El coronel admiró en secreto al niño pero no lo demostró. Abriendo un cajón de la mesa, tomó un
puñado de monedas (coins) de oro.
- ¿Has tenido alguna vez una moneda de oro? – preguntó a Miguel.
- No, señor- contestó el muchacho.
- Bueno, pues, yo te daré diez. ¿Entiendes? Diez de éstas, si me dices lo que quiero saber. Y eso, con
sólo decirme dos nombres. Puedes decírmelo en voz baja – continuó el coronel
- No quiero, señor.
- A ver – ordenó Ordóñez
En presencia de Ordóñez, de sus oficiales y de muchos soldados, dos de éstos lo golpearon sin piedad.
El muchacho apretó los dientes para no gritar. Sus sentamientos empezaron cambiar y luego perdió el
conocimiento (conciousness)
- Basta – dijo de Ordóñez – enciérrenlo por esta noche. Mañana confesará.
Entre los que presenciaron los golpes se encontraba un soldado chileno que, como todos sus
compatriotas, simpatizaba con la causa de la libertad.

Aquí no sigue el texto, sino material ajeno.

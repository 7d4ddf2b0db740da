//! Body and path extractors whose rejections render as `ApiError` JSON.

use async_trait::async_trait;
use axum::extract::rejection::{JsonRejection, PathRejection};
use axum::extract::{FromRequest, FromRequestParts, Path, Request};
use axum::http::request::Parts;
use axum::Json;
use serde::de::DeserializeOwned;

use crate::app::errors::ApiError;

/// `axum::Json` with JSON error bodies.
#[derive(Debug)]
pub struct ApiJson<T>(pub T);

#[async_trait]
impl<T, S> FromRequest<S> for ApiJson<T>
where
    T: DeserializeOwned,
    S: Send + Sync,
{
    type Rejection = ApiError;

    async fn from_request(req: Request, state: &S) -> Result<Self, Self::Rejection> {
        let Json(value) = Json::<T>::from_request(req, state).await?;
        Ok(Self(value))
    }
}

/// `axum::extract::Path` with JSON error bodies.
#[derive(Debug)]
pub struct ApiPath<T>(pub T);

#[async_trait]
impl<T, S> FromRequestParts<S> for ApiPath<T>
where
    T: DeserializeOwned + Send,
    S: Send + Sync,
{
    type Rejection = ApiError;

    async fn from_request_parts(parts: &mut Parts, state: &S) -> Result<Self, Self::Rejection> {
        let Path(value) = Path::<T>::from_request_parts(parts, state).await?;
        Ok(Self(value))
    }
}

impl From<JsonRejection> for ApiError {
    fn from(rejection: JsonRejection) -> Self {
        let message = rejection.body_text();
        match rejection {
            JsonRejection::JsonDataError(_) => ApiError::Validation(message),
            JsonRejection::MissingJsonContentType(_) => ApiError::UnsupportedMediaType(message),
            _ => ApiError::BadRequest(message),
        }
    }
}

impl From<PathRejection> for ApiError {
    fn from(rejection: PathRejection) -> Self {
        if rejection.status().is_server_error() {
            ApiError::Internal(rejection.body_text())
        } else {
            ApiError::Validation(rejection.body_text())
        }
    }
}
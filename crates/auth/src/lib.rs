//! `schelper-auth`: credentials, tokens and role checks.
//!
//! This crate is decoupled from HTTP and storage: callers hand it plain values
//! (passwords, token strings, roles) and get decisions back.

pub mod authorize;
pub mod claims;
pub mod jwt;
pub mod password;
pub mod principal;
pub mod refresh;
pub mod roles;

pub use authorize::{authorize_link, check_link_roles, require_role, AuthzError};
pub use claims::{validate_claims, AccessClaims, TokenError};
pub use jwt::{HmacJwt, JwtAlgorithm, JwtIssuer, JwtValidator};
pub use password::{PasswordError, PasswordHasher};
pub use principal::Principal;
pub use refresh::{IssuedRefreshToken, RefreshTokenError};
pub use roles::{Role, UnknownRole, ALLOWED_ROLES};
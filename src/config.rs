//! Application-level configuration constants.

// Spin duration (seconds)
pub const MIN_SPIN_SECS: f64 = 2.0;
pub const MAX_SPIN_SECS: f64 = 8.0;
pub const SPIN_STEP_SECS: f64 = 0.5;
pub const DEFAULT_SPIN_SECS: f64 = 5.0;

// Speed label thresholds
pub const FAST_BELOW_SECS: f64 = 3.0;
pub const MEDIUM_BELOW_SECS: f64 = 5.0;

// Spin angle (degrees)
pub const FULL_TURN_DEG: u32 = 360;
pub const BASE_ROTATION_DEG: u32 = 1080; // three full turns
pub const EXTRA_ROTATION_DEG: u32 = 720;

// Spin guard
pub const MIN_OPTIONS_TO_SPIN: usize = 2;

// Sounds
pub const SPIN_SOUND_SRC: &str = "/sounds/spin.mp3";
pub const WIN_SOUND_SRC: &str = "/sounds/win.mp3";

// Confetti
pub const CONFETTI_COUNT: usize = 150;
pub const CONFETTI_LIFETIME_FRAMES: u32 = 200;
pub const CONFETTI_GRAVITY: f64 = 0.5;
pub const CONFETTI_FRAME_MS: u32 = 16;
pub const CONFETTI_COLORS: [&str; 5] = ["#3498db", "#2980b9", "#ffffff", "#f1c40f", "#e74c3c"];

// Toasts
pub const TOAST_MS: u32 = 3_000;
pub const WINNER_TOAST_MS: u32 = 5_000;

// Wheel drawing (SVG user units)
pub const WHEEL_RADIUS: f64 = 100.0;
pub const LABEL_RADIUS_RATIO: f64 = 0.62;
pub const LABEL_MAX_CHARS: usize = 14;
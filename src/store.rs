//! In-memory application state: the option list, the winners history and
//! the spin duration.
//!
//! Nothing here is persisted. Mutations return the affected value so the UI
//! can announce it, and validation failures come back as [`WheelError`].

use crate::config::{
    DEFAULT_SPIN_SECS, MAX_SPIN_SECS, MIN_OPTIONS_TO_SPIN, MIN_SPIN_SECS, SPIN_STEP_SECS,
};
use crate::utils::{snap_to_step, speed_label, split_option_list, validate_new_option};
use crate::WheelError;
use log::{debug, info};
use std::time::Duration;

/// Spin length in seconds, always inside `[2.0, 8.0]` on a 0.5 s grid.
#[derive(Debug, Clone, Copy, PartialEq, PartialOrd)]
pub struct SpinDuration(f64);

impl SpinDuration {
    /// Validate `secs` and snap it to the nearest half second.
    pub fn try_from_secs(secs: f64) -> Result<Self, WheelError> {
        if !secs.is_finite() || !(MIN_SPIN_SECS..=MAX_SPIN_SECS).contains(&secs) {
            return Err(WheelError::DurationOutOfRange(secs));
        }
        Ok(Self(snap_to_step(secs, SPIN_STEP_SECS)))
    }

    /// Saturate `secs` into range, then snap.
    pub fn clamped(secs: f64) -> Self {
        let secs = if secs.is_nan() { DEFAULT_SPIN_SECS } else { secs };
        Self(snap_to_step(secs.clamp(MIN_SPIN_SECS, MAX_SPIN_SECS), SPIN_STEP_SECS))
    }

    pub fn secs(self) -> f64 {
        self.0
    }

    pub fn as_duration(self) -> Duration {
        Duration::from_secs_f64(self.0)
    }

    /// Milliseconds for browser timers and CSS transitions.
    pub fn as_millis(self) -> u32 {
        (self.0 * 1000.0).round() as u32
    }

    pub fn speed_label(self) -> &'static str {
        speed_label(self.0)
    }
}

impl Default for SpinDuration {
    fn default() -> Self {
        Self(DEFAULT_SPIN_SECS)
    }
}

impl std::fmt::Display for SpinDuration {
    fn fmt(&self, f: &mut std::fmt::Formatter<'_>) -> std::fmt::Result {
        write!(f, "{}", self.0)
    }
}

/// Summary of a pasted list import.
#[derive(Debug, Clone, Default, PartialEq, Eq)]
pub struct BulkImport {
    pub added: Vec<String>,
    pub duplicates: usize,
    pub empty: usize,
}

#[derive(Debug, Clone, Default, PartialEq)]
pub struct WheelStore {
    options: Vec<String>,
    winners: Vec<String>,
    spin_duration: SpinDuration,
}

impl WheelStore {
    pub fn new() -> Self {
        Self::default()
    }

    pub fn options(&self) -> &[String] {
        &self.options
    }

    /// Past winners, most recent first.
    pub fn winners(&self) -> &[String] {
        &self.winners
    }

    pub fn spin_duration(&self) -> SpinDuration {
        self.spin_duration
    }

    pub fn can_spin(&self) -> bool {
        self.options.len() >= MIN_OPTIONS_TO_SPIN
    }

    /// Append a trimmed option. Exact (case-sensitive) duplicates are rejected.
    pub fn add_option(&mut self, input: &str) -> Result<String, WheelError> {
        let option = validate_new_option(input, &self.options)?;
        debug!("Adding option {:?} at position {}", option, self.options.len());
        self.options.push(option.clone());
        Ok(option)
    }

    /// Add every entry of a comma/newline separated list, skipping blanks
    /// and duplicates (including duplicates within the pasted text).
    pub fn add_options_from_text(&mut self, text: &str) -> BulkImport {
        let mut report = BulkImport::default();
        for entry in split_option_list(text) {
            match self.add_option(&entry) {
                Ok(option) => report.added.push(option),
                Err(WheelError::DuplicateOption(_)) => report.duplicates += 1,
                Err(_) => report.empty += 1,
            }
        }
        info!(
            "Imported {} options ({} duplicates, {} empty entries skipped)",
            report.added.len(),
            report.duplicates,
            report.empty
        );
        report
    }

    pub fn remove_option(&mut self, index: usize) -> Result<String, WheelError> {
        if index >= self.options.len() {
            return Err(WheelError::IndexOutOfRange {
                index,
                len: self.options.len(),
            });
        }
        Ok(self.options.remove(index))
    }

    /// Remove every option, returning how many were dropped.
    pub fn clear_options(&mut self) -> usize {
        let count = self.options.len();
        self.options.clear();
        count
    }

    /// Record a winner at the front of the history.
    pub fn add_winner(&mut self, winner: impl Into<String>) {
        self.winners.insert(0, winner.into());
    }

    pub fn remove_winner(&mut self, index: usize) -> Result<String, WheelError> {
        if index >= self.winners.len() {
            return Err(WheelError::IndexOutOfRange {
                index,
                len: self.winners.len(),
            });
        }
        Ok(self.winners.remove(index))
    }

    pub fn clear_history(&mut self) -> usize {
        let count = self.winners.len();
        self.winners.clear();
        count
    }

    pub fn set_spin_duration(&mut self, secs: f64) -> Result<SpinDuration, WheelError> {
        let duration = SpinDuration::try_from_secs(secs)?;
        self.spin_duration = duration;
        Ok(duration)
    }
}

#[cfg(test)]
mod tests {
    use super::*;

    #[test]
    fn duplicate_option_is_rejected_once_trimmed() {
        let mut store = WheelStore::new();
        assert_eq!(store.add_option("Pizza").unwrap(), "Pizza");
        assert_eq!(
            store.add_option("  Pizza "),
            Err(WheelError::DuplicateOption("Pizza".into()))
        );
        assert_eq!(store.options(), ["Pizza"]);
    }

    #[test]
    fn duplicates_are_case_sensitive() {
        let mut store = WheelStore::new();
        store.add_option("pizza").unwrap();
        store.add_option("Pizza").unwrap();
        assert_eq!(store.options().len(), 2);
    }

    #[test]
    fn blank_option_is_rejected() {
        let mut store = WheelStore::new();
        assert_eq!(store.add_option(" \n "), Err(WheelError::EmptyOption));
        assert!(store.options().is_empty());
    }

    #[test]
    fn options_keep_insertion_order() {
        let mut store = WheelStore::new();
        for o in ["C", "A", "B"] {
            store.add_option(o).unwrap();
        }
        assert_eq!(store.options(), ["C", "A", "B"]);
        assert_eq!(store.remove_option(1).unwrap(), "A");
        assert_eq!(store.options(), ["C", "B"]);
    }

    #[test]
    fn stale_index_is_reported() {
        let mut store = WheelStore::new();
        store.add_option("A").unwrap();
        assert_eq!(
            store.remove_option(3),
            Err(WheelError::IndexOutOfRange { index: 3, len: 1 })
        );
        assert_eq!(
            store.remove_winner(0),
            Err(WheelError::IndexOutOfRange { index: 0, len: 0 })
        );
    }

    #[test]
    fn clear_reports_count() {
        let mut store = WheelStore::new();
        assert_eq!(store.clear_options(), 0);
        store.add_option("A").unwrap();
        store.add_option("B").unwrap();
        assert_eq!(store.clear_options(), 2);
        assert!(store.options().is_empty());
    }

    #[test]
    fn can_spin_needs_two_options() {
        let mut store = WheelStore::new();
        assert!(!store.can_spin());
        store.add_option("A").unwrap();
        assert!(!store.can_spin());
        store.add_option("B").unwrap();
        assert!(store.can_spin());
    }

    #[test]
    fn winners_are_most_recent_first_and_survive_option_removal() {
        let mut store = WheelStore::new();
        store.add_option("A").unwrap();
        store.add_winner("A");
        store.add_winner("B");
        store.clear_options();
        assert_eq!(store.winners(), ["B", "A"]);
        assert_eq!(store.remove_winner(0).unwrap(), "B");
        assert_eq!(store.clear_history(), 1);
        assert!(store.winners().is_empty());
    }

    #[test]
    fn bulk_import_counts_skips() {
        let mut store = WheelStore::new();
        store.add_option("Pizza").unwrap();
        let report = store.add_options_from_text("Pizza, Sushi\nTacos,,Sushi");
        assert_eq!(report.added, vec!["Sushi", "Tacos"]);
        assert_eq!(report.duplicates, 2);
        assert_eq!(report.empty, 1);
        assert_eq!(store.options(), ["Pizza", "Sushi", "Tacos"]);
    }

    #[test]
    fn duration_defaults_to_five_seconds() {
        let store = WheelStore::new();
        assert_eq!(store.spin_duration().secs(), 5.0);
        assert_eq!(store.spin_duration().as_millis(), 5_000);
        assert_eq!(store.spin_duration().speed_label(), "Slow");
    }

    #[test]
    fn duration_is_range_checked_and_snapped() {
        let mut store = WheelStore::new();
        assert_eq!(store.set_spin_duration(3.3).unwrap().secs(), 3.5);
        assert_eq!(store.set_spin_duration(2.0).unwrap().secs(), 2.0);
        assert_eq!(store.set_spin_duration(8.0).unwrap().secs(), 8.0);
        assert_eq!(
            store.set_spin_duration(1.5),
            Err(WheelError::DurationOutOfRange(1.5))
        );
        assert!(store.set_spin_duration(f64::NAN).is_err());
        assert_eq!(store.spin_duration().secs(), 8.0);
    }

    #[test]
    fn clamped_duration_saturates() {
        assert_eq!(SpinDuration::clamped(0.0).secs(), 2.0);
        assert_eq!(SpinDuration::clamped(99.0).secs(), 8.0);
        assert_eq!(SpinDuration::clamped(6.2).secs(), 6.0);
        assert_eq!(SpinDuration::clamped(f64::NAN).secs(), 5.0);
        assert_eq!(
            SpinDuration::clamped(2.5).as_duration(),
            Duration::from_millis(2_500)
        );
    }
}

Tenía dos hermanos, agentes de San Martín, y él
mismo esperaba la ocasión favorable para abandonar el ejército real. El valor del muchacho lo llenó de
admiración.
A medianoche el silencio más profundo reinaba en el campamento. Los fuegos estaban apagados y sólo
los centinelas guardaban con el arma en el brazo.
Miguel estaba en una choza, donde lo habían dejado bajo cerrojo (the lock), sin preocuparse más de él.
Entonces, en el silencio de la noche, oyó un ruido como el de un cerrojo corrido con precaución. La puerta
se abrió despacio y apareció la figura de un hombre. Miguel se levantó sorprendido.
- ¡Quieto! – murmuró una voz. - ¿Tienes valor para escapar?
De repente Miguel no sintió dolores ni débil; estaba ya bien, ágil y resuelto a todo. Siguió al soldado y
los dos andaban como sombras (shadows) por el campamento dormido, hacia un corral donde se
hallaban los caballos del servicio. El pobre animal de Miguel permanecía ensillado (saddled) aún y
atado a un poste.
- Éste es el único punto por donde puedes escapar – dijo el soldado – el único lugar donde no hay
centinelas. ¡Pronto a caballo y buena suerte!
El joven héroe obedeció, despidiéndose de su generoso salvador con un apretón de manos (strong
hand shake) y un ¡Dios se lo pague! Luego Miguel huyó en dirección a las montañas.
Huyó para mostrar a San Martín, con las heridas de los golpes que habían roto sus espaldas, cómo
había sabido guardar un secreto y servir a la patria.